Among the entries that follow, find every line with the word "FieldVisitor" and copy it.
[Data listing]
//! Test capture mode for deterministic logging assertions
//!
//! A global subscriber layer that records every event in memory. Tests
//! should filter by a unique `op` or field value since the capture is
//! shared across the whole test binary.

use std::collections::HashMap;
use std::sync::{Arc, Mutex, OnceLock};
use tracing::field::Visit;
use tracing::{Level, Subscriber};
use tracing_subscriber::layer::{Context, SubscriberExt};
use tracing_subscriber::registry::LookupSpan;
use tracing_subscriber::util::SubscriberInitExt;
use tracing_subscriber::Layer;

use crate::schema::{FIELD_COMPONENT, FIELD_EVENT, FIELD_OP};

/// A captured log event with all its fields
#[derive(Clone, Debug)]
pub struct CapturedEvent {
    pub level: Level,
    pub component: Option<String>,
    pub op: Option<String>,
    pub event: Option<String>,
    pub fields: HashMap<String, String>,
}

impl CapturedEvent {
    pub fn field(&self, name: &str) -> Option<&str> {
        self.fields.get(name).map(String::as_str)
    }
}

struct FieldVisitor {
    fields: HashMap<String, String>,
}

impl Visit for FieldVisitor {
    fn record_debug(&mut self, field: &tracing::field::Field, value: &dyn std::fmt::Debug) {
        self.fields
            .insert(field.name().to_string(), format!("{:?}", value));
    }

    fn record_str(&mut self, field: &tracing::field::Field, value: &str) {
        self.fields
            .insert(field.name().to_string(), value.to_string());
    }

    fn record_i64(&mut self, field: &tracing::field::Field, value: i64) {
        self.fields
            .insert(field.name().to_string(), value.to_string());
    }

    fn record_u64(&mut self, field: &tracing::field::Field, value: u64) {
        self.fields
            .insert(field.name().to_string(), value.to_string());
    }

    fn record_bool(&mut self, field: &tracing::field::Field, value: bool) {
        self.fields
            .insert(field.name().to_string(), value.to_string());
    }
}

/// Test capture layer for collecting log events
pub struct TestCaptureLayer {
    events: Arc<Mutex<Vec<CapturedEvent>>>,
}

impl TestCaptureLayer {
    pub fn new() -> (Self, TestCapture) {
        let events = Arc::new(Mutex::new(Vec::new()));
        let layer = Self {
            events: events.clone(),
        };
        (layer, TestCapture { events })
    }
}

impl<S> Layer<S> for TestCaptureLayer
where
    S: Subscriber + for<'a> LookupSpan<'a>,
{
    fn on_event(&self, event: &tracing::Event<'_>, _ctx: Context<'_, S>) {
        let mut visitor = FieldVisitor {
            fields: HashMap::new(),
        };
        event.record(&mut visitor);

        let captured = CapturedEvent {
            level: *event.metadata().level(),
            component: visitor.fields.get(FIELD_COMPONENT).cloned(),
            op: visitor.fields.get(FIELD_OP).cloned(),
            event: visitor.fields.get(FIELD_EVENT).cloned(),
            fields: visitor.fields,
        };

        self.events
            .lock()
            .map(|mut events| events.push(captured))
            .ok();
    }
}

/// Handle for accessing captured events in tests
#[derive(Clone)]
pub struct TestCapture {
    events: Arc<Mutex<Vec<CapturedEvent>>>,
}

impl TestCapture {
    pub fn events(&self) -> Vec<CapturedEvent> {
        self.events.lock().map(|e| e.clone()).unwrap_or_default()
    }

    /// Assert that an event exists with the given operation and event type
    ///
    /// # Panics
    ///
    /// Panics if the event is not found
    pub fn assert_event_exists(&self, op: &str, event: &str) {
        let events = self.events();
        let found = events
            .iter()
            .any(|e| e.op.as_deref() == Some(op) && e.event.as_deref() == Some(event));
        assert!(
            found,
            "Expected event op={} event={} not found in {} captured events",
            op,
            event,
            events.len()
        );
    }

    /// Count events matching a predicate
    pub fn count_events<F>(&self, predicate: F) -> usize
    where
        F: Fn(&CapturedEvent) -> bool,
    {
        self.events().iter().filter(|e| predicate(e)).count()
    }
}

static GLOBAL_CAPTURE: OnceLock<TestCapture> = OnceLock::new();

/// Initialize test capture mode
///
/// Returns a shared global capture instance; the subscriber is installed on
/// first call only.
///
/// # Example
///
/// ```
/// use libris_core::logging_facility::test_capture::init_test_capture;
/// use libris_core::log_op_start;
///
/// let capture = init_test_capture();
/// log_op_start!("doc_capture_op");
/// capture.assert_event_exists("doc_capture_op", "start");
/// ```
pub fn init_test_capture() -> TestCapture {
    GLOBAL_CAPTURE
        .get_or_init(|| {
            let (layer, capture) = TestCaptureLayer::new();
            tracing_subscriber::registry().with(layer).init();
            capture
        })
        .clone()
}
[/Data listing]
**Solved problem**
struct FieldVisitor {
impl Visit for FieldVisitor {
        let mut visitor = FieldVisitor {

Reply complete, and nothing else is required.